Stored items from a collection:
----------
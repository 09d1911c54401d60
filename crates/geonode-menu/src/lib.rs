//! Configuration-driven menus for the GeoNode client.
//!
//! This crate loads the `geoNodeConfiguration` menu trees, evaluates their
//! visibility conditions against a monitored slice of the application state,
//! and projects each tree to the items the current session may see.

pub mod expression;
pub mod menu;
pub mod state;

mod error;
mod projection;
mod selector;

pub use error::{ConfigError, ConfigResult};
pub use menu::LoadMode;
pub use projection::{
    evaluate_condition, get_custom_menu_filters, get_parsed_configuration, LocalConfig, MenuConfiguration,
    ParsedConfiguration, TreeName,
};
pub use selector::ConfigurationSelector;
----------
Try it:
All records shown above are to be repeated exactly.

Output of the task:
repository 09d1911c54401d60
filename crates/geonode-menu/src/lib.rs
//! Configuration-driven menus for the GeoNode client.
//!
//! This crate loads the `geoNodeConfiguration` menu trees, evaluates their
//! visibility conditions against a monitored slice of the application state,
//! and projects each tree to the items the current session may see.

pub mod expression;
pub mod menu;
pub mod state;

mod error;
mod projection;
mod selector;

pub use error::{ConfigError, ConfigResult};
pub use menu::LoadMode;
pub use projection::{
    evaluate_condition, get_custom_menu_filters, get_parsed_configuration, LocalConfig, MenuConfiguration,
    ParsedConfiguration, TreeName,
};
pub use selector::ConfigurationSelector;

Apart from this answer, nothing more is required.